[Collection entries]
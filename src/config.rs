//! Deployment configuration: language version, feature toggles, declared
//!  user defined functions and dialect options, read from TOML.
//!
//! ```toml
//! version = "2.1"
//!
//! [features]
//! disabled = [{ type = "geometry", form = "POLYGON" }]
//! enabled = [{ type = "string", form = "LOWER" }]
//!
//! [[udf]]
//! signature = "split(str VARCHAR, sep VARCHAR) -> VARCHAR"
//! pattern = "splitWith($2, $1)"
//!
//! [dialect]
//! offset_policy = "with_unbounded_limit"
//!
//! [dialect.case_sensitivity]
//! column = true
//! ```

use std::{borrow::Cow, path::Path};

use serde::Deserialize;
use tracing::{debug, warn};

use crate::{
    error::Error,
    feature::{FeatureSet, FeatureType, LanguageFeature, LanguageVersion},
    function_def::{FunctionDef, FunctionRegistry},
    translate::DialectConfig,
};

#[derive(Debug, Clone, PartialEq, Eq, Deserialize)]
pub struct FeatureRef {
    #[serde(rename = "type")]
    pub kind: FeatureType,
    pub form: String,
}

impl FeatureRef {
    pub fn to_feature(&self) -> LanguageFeature {
        match self.kind {
            FeatureType::Udf => LanguageFeature::udf(self.form.clone()),
            kind => LanguageFeature {
                kind: Some(kind),
                form: Cow::Owned(self.form.clone()),
                optional: true,
            },
        }
    }
}

#[derive(Debug, Clone, Default, PartialEq, Eq, Deserialize)]
#[serde(default, deny_unknown_fields)]
pub struct FeatureToggles {
    /// Every optional feature of these types is turned off first.
    pub disabled_types: Vec<FeatureType>,
    pub disabled: Vec<FeatureRef>,
    pub enabled: Vec<FeatureRef>,
}

#[derive(Debug, Clone, PartialEq, Eq, Deserialize)]
#[serde(deny_unknown_fields)]
pub struct UdfConfig {
    pub signature: String,
    pub pattern: Option<String>,
}

#[derive(Debug, Clone, Default, PartialEq, Eq, Deserialize)]
#[serde(default, deny_unknown_fields)]
pub struct Config {
    pub version: LanguageVersion,
    pub features: FeatureToggles,
    pub udf: Vec<UdfConfig>,
    /// Absent means each translator's own defaults.
    pub dialect: Option<DialectConfig>,
}

impl Config {
    pub fn from_toml_str(text: &str) -> Result<Self, Error> {
        let config: Config = toml::from_str(text).map_err(|e| Error::Config(e.to_string()))?;
        debug!(
            version = %config.version,
            udfs = config.udf.len(),
            "loaded configuration"
        );
        Ok(config)
    }

    pub fn load(path: impl AsRef<Path>) -> Result<Self, Error> {
        let path = path.as_ref();
        let text = std::fs::read_to_string(path)
            .map_err(|e| Error::Config(format!("{}: {e}", path.display())))?;
        Self::from_toml_str(&text)
    }

    /// The version's features, minus the disabled ones, plus the enabled ones
    ///  and one feature per declared UDF.
    pub fn feature_set(&self) -> Result<FeatureSet, Error> {
        let mut set = FeatureSet::for_version(self.version);
        for kind in &self.features.disabled_types {
            set.disable_all(*kind);
        }
        for feature in &self.features.disabled {
            if !set.disable(&feature.to_feature()) {
                warn!(form = %feature.form, "disabled feature was not enabled");
            }
        }
        for feature in &self.features.enabled {
            set.enable(feature.to_feature());
        }
        for udf in &self.udf {
            let def = FunctionDef::parse(&udf.signature)?;
            set.enable(def.feature());
        }
        Ok(set)
    }

    /// Definitions of the declared UDFs, with their translation patterns.
    pub fn function_registry(&self) -> Result<FunctionRegistry, Error> {
        let mut registry = FunctionRegistry::new();
        for udf in &self.udf {
            let mut def = FunctionDef::parse(&udf.signature)?;
            if let Some(pattern) = &udf.pattern {
                def.set_translation_pattern(pattern.as_str())?;
            }
            if let Some(previous) = registry.register(def) {
                warn!(%previous, "UDF declared twice, keeping the last declaration");
            }
        }
        Ok(registry)
    }
}
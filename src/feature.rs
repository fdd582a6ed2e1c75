//! Language features and the per-deployment set of enabled ones.
//!
//! Every AST node describes itself with exactly one [LanguageFeature]. Core
//!  features are mandatory for a language version and can never be disabled;
//!  optional features (geometry, string functions, UDFs, ...) are declared by a
//!  deployment through a [FeatureSet].

use std::{
    borrow::Cow,
    collections::HashSet,
    fmt,
    hash::{Hash, Hasher},
    sync::{Arc, RwLock},
};

use serde::Deserialize;

use crate::functions::ScalarFunctionKind;

#[derive(strum_macros::Display, Debug, Clone, Copy, PartialEq, Eq, Hash, Deserialize)]
#[serde(rename_all = "snake_case")]
pub enum FeatureType {
    #[strum(serialize = "ivo://ivoa.net/std/TAPRegExt#features-adql-geo")]
    Geometry,
    #[strum(serialize = "ivo://ivoa.net/std/TAPRegExt#features-adql-string")]
    String,
    #[strum(serialize = "ivo://ivoa.net/std/TAPRegExt#features-adql-conditional")]
    Conditional,
    #[strum(serialize = "ivo://ivoa.net/std/TAPRegExt#features-adql-offset")]
    Offset,
    #[strum(serialize = "ivo://ivoa.net/std/TAPRegExt#features-adql-type")]
    Type,
    #[strum(serialize = "ivo://ivoa.net/std/TAPRegExt#features-udf")]
    Udf,
}

#[derive(Debug, Clone, Copy, PartialEq, Eq, PartialOrd, Ord, Hash, Default, Deserialize)]
pub enum LanguageVersion {
    #[serde(rename = "2.0")]
    V2_0,
    #[default]
    #[serde(rename = "2.1")]
    V2_1,
}

impl fmt::Display for LanguageVersion {
    fn fmt(&self, f: &mut fmt::Formatter<'_>) -> fmt::Result {
        match self {
            LanguageVersion::V2_0 => write!(f, "2.0"),
            LanguageVersion::V2_1 => write!(f, "2.1"),
        }
    }
}

/// Identity of a language capability: its optional type plus its form (a
///  function name or syntax label). Forms compare case-insensitively.
#[derive(Debug, Clone)]
pub struct LanguageFeature {
    pub kind: Option<FeatureType>,
    pub form: Cow<'static, str>,
    pub optional: bool,
}

impl LanguageFeature {
    pub const fn core(form: &'static str) -> Self {
        Self {
            kind: None,
            form: Cow::Borrowed(form),
            optional: false,
        }
    }

    pub const fn optional(kind: FeatureType, form: &'static str) -> Self {
        Self {
            kind: Some(kind),
            form: Cow::Borrowed(form),
            optional: true,
        }
    }

    /// The feature a user defined function must have enabled to be used.
    pub fn udf(name: impl Into<String>) -> Self {
        Self {
            kind: Some(FeatureType::Udf),
            form: Cow::Owned(name.into()),
            optional: true,
        }
    }
}

impl PartialEq for LanguageFeature {
    fn eq(&self, other: &Self) -> bool {
        self.kind == other.kind && self.form.eq_ignore_ascii_case(&other.form)
    }
}

impl Eq for LanguageFeature {}

impl Hash for LanguageFeature {
    fn hash<H: Hasher>(&self, state: &mut H) {
        self.kind.hash(state);
        for b in self.form.bytes() {
            b.to_ascii_uppercase().hash(state);
        }
    }
}

impl fmt::Display for LanguageFeature {
    fn fmt(&self, f: &mut fmt::Formatter<'_>) -> fmt::Result {
        write!(f, "\"{}\"", self.form)?;
        if let Some(kind) = &self.kind {
            write!(f, " (of type '{kind}')")?;
        }
        Ok(())
    }
}

/// Descriptors shared by the AST nodes.
pub mod features {
    use super::{FeatureType, LanguageFeature};

    pub const SELECT: LanguageFeature = LanguageFeature::core("SELECT");
    pub const TABLE: LanguageFeature = LanguageFeature::core("TABLE");
    pub const JOIN: LanguageFeature = LanguageFeature::core("JOIN");
    pub const COLUMN: LanguageFeature = LanguageFeature::core("COLUMN");
    pub const NUMERIC: LanguageFeature = LanguageFeature::core("NUMERIC");
    pub const STRING: LanguageFeature = LanguageFeature::core("STRING");
    pub const SUM: LanguageFeature = LanguageFeature::core("SUM");
    pub const SUB: LanguageFeature = LanguageFeature::core("SUB");
    pub const MULT: LanguageFeature = LanguageFeature::core("MULT");
    pub const DIV: LanguageFeature = LanguageFeature::core("DIV");
    pub const NEGATION: LanguageFeature = LanguageFeature::core("NEGATION");
    pub const CONCAT: LanguageFeature = LanguageFeature::core("CONCAT");
    pub const COMPARISON: LanguageFeature = LanguageFeature::core("COMPARISON");
    pub const IS_NULL: LanguageFeature = LanguageFeature::core("IS_NULL");
    pub const BETWEEN: LanguageFeature = LanguageFeature::core("BETWEEN");
    pub const AND: LanguageFeature = LanguageFeature::core("AND");
    pub const OR: LanguageFeature = LanguageFeature::core("OR");
    pub const NOT: LanguageFeature = LanguageFeature::core("NOT");

    // Core since 2.1
    pub const HEXADECIMAL: LanguageFeature = LanguageFeature::core("HEXADECIMAL");
    pub const BIT_AND: LanguageFeature = LanguageFeature::core("BIT_AND");
    pub const BIT_OR: LanguageFeature = LanguageFeature::core("BIT_OR");
    pub const BIT_XOR: LanguageFeature = LanguageFeature::core("BIT_XOR");
    pub const BIT_NOT: LanguageFeature = LanguageFeature::core("BIT_NOT");

    pub const ILIKE: LanguageFeature = LanguageFeature::optional(FeatureType::String, "ILIKE");
    pub const OFFSET: LanguageFeature = LanguageFeature::optional(FeatureType::Offset, "OFFSET");
    pub const CAST: LanguageFeature = LanguageFeature::optional(FeatureType::Type, "CAST");

    pub const POINT: LanguageFeature = LanguageFeature::optional(FeatureType::Geometry, "POINT");
    pub const CIRCLE: LanguageFeature = LanguageFeature::optional(FeatureType::Geometry, "CIRCLE");
    pub const BOX: LanguageFeature = LanguageFeature::optional(FeatureType::Geometry, "BOX");
    pub const POLYGON: LanguageFeature =
        LanguageFeature::optional(FeatureType::Geometry, "POLYGON");
    pub const REGION: LanguageFeature = LanguageFeature::optional(FeatureType::Geometry, "REGION");
    pub const CENTROID: LanguageFeature =
        LanguageFeature::optional(FeatureType::Geometry, "CENTROID");
    pub const AREA: LanguageFeature = LanguageFeature::optional(FeatureType::Geometry, "AREA");
    pub const DISTANCE: LanguageFeature =
        LanguageFeature::optional(FeatureType::Geometry, "DISTANCE");
    pub const CONTAINS: LanguageFeature =
        LanguageFeature::optional(FeatureType::Geometry, "CONTAINS");
    pub const INTERSECTS: LanguageFeature =
        LanguageFeature::optional(FeatureType::Geometry, "INTERSECTS");
    pub const COORD1: LanguageFeature = LanguageFeature::optional(FeatureType::Geometry, "COORD1");
    pub const COORD2: LanguageFeature = LanguageFeature::optional(FeatureType::Geometry, "COORD2");
    pub const COORDSYS: LanguageFeature =
        LanguageFeature::optional(FeatureType::Geometry, "COORDSYS");

    pub const GEOMETRY: [LanguageFeature; 13] = [
        POINT, CIRCLE, BOX, POLYGON, REGION, CENTROID, AREA, DISTANCE, CONTAINS, INTERSECTS,
        COORD1, COORD2, COORDSYS,
    ];
}

/// Enumerates every feature known for `version`, core and optional alike.
///  UDF features are not included: they are declared per deployment.
pub fn describe(version: LanguageVersion) -> Vec<LanguageFeature> {
    use features::*;

    let mut all = vec![
        SELECT, TABLE, JOIN, COLUMN, NUMERIC, STRING, SUM, SUB, MULT, DIV, NEGATION, CONCAT,
        COMPARISON, IS_NULL, BETWEEN, AND, OR, NOT,
    ];
    all.extend(GEOMETRY);
    all.extend(
        ScalarFunctionKind::ALL
            .iter()
            .filter(|f| f.since() <= version)
            .map(|f| f.feature()),
    );
    if version >= LanguageVersion::V2_1 {
        all.extend([
            HEXADECIMAL,
            BIT_AND,
            BIT_OR,
            BIT_XOR,
            BIT_NOT,
            ILIKE,
            OFFSET,
            CAST,
        ]);
    }
    all
}

/// The features a deployment accepts. Pass it explicitly to validation so that
///  concurrent validations with different configurations never interfere.
#[derive(Debug, Clone, Default, PartialEq, Eq)]
pub struct FeatureSet {
    supported: HashSet<LanguageFeature>,
}

impl FeatureSet {
    /// Every feature of `version` enabled.
    pub fn for_version(version: LanguageVersion) -> Self {
        Self {
            supported: describe(version).into_iter().collect(),
        }
    }

    pub fn is_enabled(&self, feature: &LanguageFeature) -> bool {
        self.supported.contains(feature)
    }

    /// Returns true if the feature was not already enabled. Core features
    ///  cannot be added this way.
    pub fn enable(&mut self, feature: LanguageFeature) -> bool {
        feature.optional && self.supported.insert(feature)
    }

    /// Returns true if the feature was enabled. Core features stay enabled.
    pub fn disable(&mut self, feature: &LanguageFeature) -> bool {
        feature.optional && self.supported.remove(feature)
    }

    /// Disables every optional feature of the given type.
    pub fn disable_all(&mut self, kind: FeatureType) {
        self.supported
            .retain(|f| !f.optional || f.kind != Some(kind));
    }

    pub fn iter(&self) -> impl Iterator<Item = &LanguageFeature> {
        self.supported.iter()
    }
}

/// Mutable, shared feature configuration. Readers take a snapshot which stays
///  valid for the whole validation pass; writers swap in a new set.
#[derive(Debug, Default)]
pub struct FeatureRegistry {
    current: RwLock<Arc<FeatureSet>>,
}

impl FeatureRegistry {
    pub fn new(features: FeatureSet) -> Self {
        Self {
            current: RwLock::new(Arc::new(features)),
        }
    }

    pub fn snapshot(&self) -> Arc<FeatureSet> {
        match self.current.read() {
            Ok(guard) => guard.clone(),
            Err(poisoned) => poisoned.into_inner().clone(),
        }
    }

    pub fn update(&self, edit: impl FnOnce(&mut FeatureSet)) {
        let mut guard = match self.current.write() {
            Ok(guard) => guard,
            Err(poisoned) => poisoned.into_inner(),
        };
        let mut next = FeatureSet::clone(&guard);
        edit(&mut next);
        *guard = Arc::new(next);
    }
}
/// Translates an ADQL operand to a SQL expression.
pub fn translate<C: TranslationContext + ?Sized>(operand: &Operand, cx: &C) -> Result {
    match operand {
        Operand::Numeric(n) => Ok(Expression::NumberLiteral(n.to_decimal()?)),
        Operand::String(s) => Ok(Expression::StringLiteral(s.value.clone())),
        Operand::Column(c) => Ok(translate_column(c, cx)),
        Operand::Operation(op) => Ok(Expression::binary(
            cx.translate(&op.left)?,
            op.operator.into(),
            cx.translate(&op.right)?,
        )),
        Operand::Unary(u) => match (u.operator, u.operand.as_ref()) {
            // A negated literal folds into a single signed number
            (UnaryOperator::Negative, Operand::Numeric(n)) => {
                Ok(Expression::NumberLiteral(format!("-{}", n.to_decimal()?)))
            }
            (UnaryOperator::Negative, inner) => Ok(Expression::UnaryOperator(
                UnaryOp::Neg,
                Box::new(cx.translate(inner)?),
            )),
            (UnaryOperator::BitNot, inner) => Ok(Expression::UnaryOperator(
                UnaryOp::BitNot,
                Box::new(cx.translate(inner)?),
            )),
        },
        Operand::Concatenation(c) => Ok(Expression::BinaryOperatorSequence(
            BinaryOp::Concat,
            c.operands
                .iter()
                .map(|o| cx.translate(o))
                .collect::<std::result::Result<_, _>>()?,
            Parenthesize::Yes,
        )),
        Operand::Function(f) => cx.translate_fn_call(f),
        Operand::Cast(c) => Ok(Expression::Cast(
            Box::new(cx.translate(&c.operand)?),
            cx.type_mapping().to_backend(&c.target),
        )),
        Operand::Geometry(g) => cx.translate_geometry(g),
        Operand::Udf(u) => cx.translate_udf(u),
    }
}

/// Translates the arguments of a call, in order.
pub fn translate_args<C: TranslationContext + ?Sized>(
    args: &[Operand],
    cx: &C,
) -> std::result::Result<Vec<Expression>, Error> {
    args.iter().map(|a| cx.translate(a)).collect()
}

/// Default function translation: `NAME(arg, ...)`.
pub fn translate_fn_call<C: TranslationContext + ?Sized>(function: &ScalarFunction, cx: &C) -> Result {
    Ok(Expression::call(
        function.kind.name(),
        translate_args(&function.args, cx)?,
    ))
}

/// A nested AND/OR group must keep its parentheses.
fn grouped(expr: Expression) -> Expression {
    match expr {
        Expression::BinaryOperatorSequence(op @ (BinaryOp::And | BinaryOp::Or), items, _) => {
            Expression::BinaryOperatorSequence(op, items, Parenthesize::Yes)
        }
        other => other,
    }
}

EXERCISE AIM. Look over the entries above and count the lines where the word "COORDSYS" appears, then report only that count.

FINISHED TASK. 3